CA DIJON (2e ch. civ.), 11 mai 2017 : RG n° 14/01787 

Publication : Jurica

 

Extraits : 1/ « Mais attendu que le contrat litigieux portait sur une installation de télésurveillance destinée à sécuriser un atelier dans lequel étaient entreposés des machines et du matériel utilisés pour débarder le bois, de sorte que l'installation de vidéo surveillance avait un lien direct avec l'activité agricole de l'entreprise X. Père et Fils au sens de l'article L. 121-22 du code de la consommation, dans sa rédaction en vigueur à la date de souscription du contrat, puisqu'elle avait pour finalité d'assurer la protection des biens nécessaires à l'exercice de cette activité ; Que c'est donc à tort que les premiers juges ont considéré que la télésurveillance commandée ne pouvait avoir une quelconque influence sur l'activité de Monsieur X. et que celui-ci pouvait valablement exercer la faculté de rétractation prévue par le code de la consommation, et le jugement entrepris sera infirmé en ce qu'il a constaté l'annulation du contrat litigieux et déclaré la société ASTP irrecevables en ses demandes ».

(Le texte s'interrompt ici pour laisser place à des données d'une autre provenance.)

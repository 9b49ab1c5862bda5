use axum::{http::HeaderMap, response::Response, Extension, Form};
use std::sync::Arc;

use crate::{cookies::RequestCookies, csrf, session, state::AuthState};

use super::{error_response, redirect, signin::SignInForm};

/// Tear down the current session and clear its cookie.
#[utoipa::path(
    post,
    path = "/auth/signout",
    tag = "ensaluti",
    responses(
        (status = 302, description = "Signed out; session cookie cleared"),
        (status = 400, description = "CSRF token missing or mismatched")
    )
)]
pub async fn signout(
    Extension(state): Extension<Arc<AuthState>>,
    headers: HeaderMap,
    Form(form): Form<SignInForm>,
) -> Response {
    let request_cookies = RequestCookies::from_headers(&headers);
    if let Err(err) =
        csrf::verify_submission(&request_cookies, form.csrf_token.as_deref(), state.config())
    {
        return error_response(&err.into(), &[]);
    }

    let cookies = session::sign_out(&state, &request_cookies).await;
    redirect(state.config().base_url().as_str(), &cookies)
}
//! ID-token claim validation.
//!
//! The engine trusts the token because it arrived over the code exchange's
//! TLS channel directly from the token endpoint, and validates the claims
//! that bind it to this client and this attempt: issuer, audience, expiry,
//! and the `nonce` check value.

use base64::{Engine, engine::general_purpose::URL_SAFE_NO_PAD};
use serde_json::{Map, Value};

use crate::codec::CLOCK_TOLERANCE_SECONDS;
use crate::errors::ProtocolError;

/// Decode the claim set from a compact JWT without interpreting the header
/// or signature.
///
/// # Errors
/// [`ProtocolError::IdToken`] when the token is not three dot-separated
/// base64url segments around a JSON object.
pub fn decode_claims(id_token: &str) -> Result<Map<String, Value>, ProtocolError> {
    let mut segments = id_token.split('.');
    let (Some(_header), Some(payload), Some(_signature), None) = (
        segments.next(),
        segments.next(),
        segments.next(),
        segments.next(),
    ) else {
        return Err(ProtocolError::IdToken(
            "expected a three-segment compact JWT".to_string(),
        ));
    };

    let bytes = URL_SAFE_NO_PAD
        .decode(payload.trim_end_matches('=').as_bytes())
        .map_err(|_| ProtocolError::IdToken("payload is not base64url".to_string()))?;
    serde_json::from_slice(&bytes)
        .map_err(|_| ProtocolError::IdToken("payload is not a JSON object".to_string()))
}

fn audience_contains(claims: &Map<String, Value>, client_id: &str) -> bool {
    match claims.get("aud") {
        Some(Value::String(aud)) => aud == client_id,
        Some(Value::Array(auds)) => auds
            .iter()
            .any(|aud| aud.as_str() == Some(client_id)),
        _ => false,
    }
}

/// Validate issuer, audience, expiry, and nonce binding.
///
/// # Errors
/// [`ProtocolError::IdToken`] for issuer/audience/expiry failures,
/// [`ProtocolError::InvalidNonce`] when the stored nonce does not match.
pub fn validate_claims(
    claims: &Map<String, Value>,
    expected_issuer: &str,
    client_id: &str,
    expected_nonce: Option<&str>,
    now: i64,
) -> Result<(), ProtocolError> {
    if !expected_issuer.is_empty() {
        let issuer = claims.get("iss").and_then(Value::as_str).unwrap_or("");
        if issuer.trim_end_matches('/') != expected_issuer.trim_end_matches('/') {
            return Err(ProtocolError::IdToken(format!(
                "issuer {issuer} does not match {expected_issuer}"
            )));
        }
    }

    if !audience_contains(claims, client_id) {
        return Err(ProtocolError::IdToken(
            "audience does not include this client".to_string(),
        ));
    }

    let exp = claims
        .get("exp")
        .and_then(Value::as_i64)
        .ok_or_else(|| ProtocolError::IdToken("missing exp claim".to_string()))?;
    if now > exp + CLOCK_TOLERANCE_SECONDS {
        return Err(ProtocolError::IdToken("token expired".to_string()));
    }

    if let Some(expected) = expected_nonce {
        let nonce = claims.get("nonce").and_then(Value::as_str);
        if nonce != Some(expected) {
            return Err(ProtocolError::InvalidNonce);
        }
    }

    Ok(())
}

#[cfg(test)]
pub(crate) fn encode_unsigned(claims: &Value) -> String {
    // Test helper: compact JWT with an empty signature segment.
    let header = URL_SAFE_NO_PAD.encode(br#"{"alg":"none"}"#);
    #[allow(clippy::unwrap_used)]
    let payload = URL_SAFE_NO_PAD.encode(serde_json::to_vec(claims).unwrap());
    format!("{header}.{payload}.")
}

#[cfg(test)]
mod tests {
    use super::*;
    use serde_json::json;

    const NOW: i64 = 1_700_000_000;

    fn claims(value: Value) -> Map<String, Value> {
        #[allow(clippy::unwrap_used)]
        decode_claims(&encode_unsigned(&value)).unwrap()
    }

    fn valid() -> Map<String, Value> {
        claims(json!({
            "iss": "https://accounts.acme.test",
            "aud": "client-1",
            "sub": "u1",
            "exp": NOW + 300,
            "nonce": "n-1"
        }))
    }

    #[test]
    fn valid_claims_pass() {
        assert!(validate_claims(
            &valid(),
            "https://accounts.acme.test",
            "client-1",
            Some("n-1"),
            NOW
        )
        .is_ok());
    }

    #[test]
    fn audience_may_be_an_array() {
        let claims = claims(json!({
            "iss": "https://accounts.acme.test",
            "aud": ["other", "client-1"],
            "exp": NOW + 300
        }));
        assert!(validate_claims(&claims, "https://accounts.acme.test", "client-1", None, NOW).is_ok());
        assert!(validate_claims(&claims, "https://accounts.acme.test", "client-2", None, NOW).is_err());
    }

    #[test]
    fn issuer_mismatch_is_rejected_modulo_trailing_slash() {
        assert!(validate_claims(
            &valid(),
            "https://accounts.acme.test/",
            "client-1",
            None,
            NOW
        )
        .is_ok());
        assert!(validate_claims(&valid(), "https://evil.test", "client-1", None, NOW).is_err());
    }

    #[test]
    fn expiry_honors_clock_tolerance() {
        let claims = valid();
        assert!(validate_claims(
            &claims,
            "https://accounts.acme.test",
            "client-1",
            None,
            NOW + 300 + CLOCK_TOLERANCE_SECONDS
        )
        .is_ok());
        assert!(validate_claims(
            &claims,
            "https://accounts.acme.test",
            "client-1",
            None,
            NOW + 300 + CLOCK_TOLERANCE_SECONDS + 1
        )
        .is_err());
    }

    #[test]
    fn nonce_mismatch_is_a_distinct_error() {
        let err = validate_claims(
            &valid(),
            "https://accounts.acme.test",
            "client-1",
            Some("different"),
            NOW,
        )
        .unwrap_err();
        assert!(matches!(err, ProtocolError::InvalidNonce));
    }

    #[test]
    fn malformed_tokens_are_rejected() {
        assert!(decode_claims("only-one-segment").is_err());
        assert!(decode_claims("a.b.c.d").is_err());
        assert!(decode_claims("a.!!!.c").is_err());
    }
}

2/ « Attendu qu'il a été mis fin au contrat litigieux unilatéralement par Monsieur X. qui en apposant sa signature sur ce contrat a reconnu avoir reçu du prestataire une information complète sur la configuration du matériel nécessaire à l'équipement des locaux objets de la prestation de télésurveillance et qui n'apporte pas la preuve que le matériel de télésurveillance commandé ne peut fonctionner en l'absence de ligne téléphonique dans le hangar, alors qu'il avait commandé une centrale GSM qui a vocation à remplacer une telle ligne, et en raison de la vétusté des locaux ».

 

COUR D’APPEL DE DIJON

DEUXIÈME CHAMBRE CIVILE

ARRÊT DU 11 MAI 2017

 

ÉLÉMENTS D’IDENTIFICATION DE LA DÉCISION       (N.B. : mention ne figurant pas sur l’original)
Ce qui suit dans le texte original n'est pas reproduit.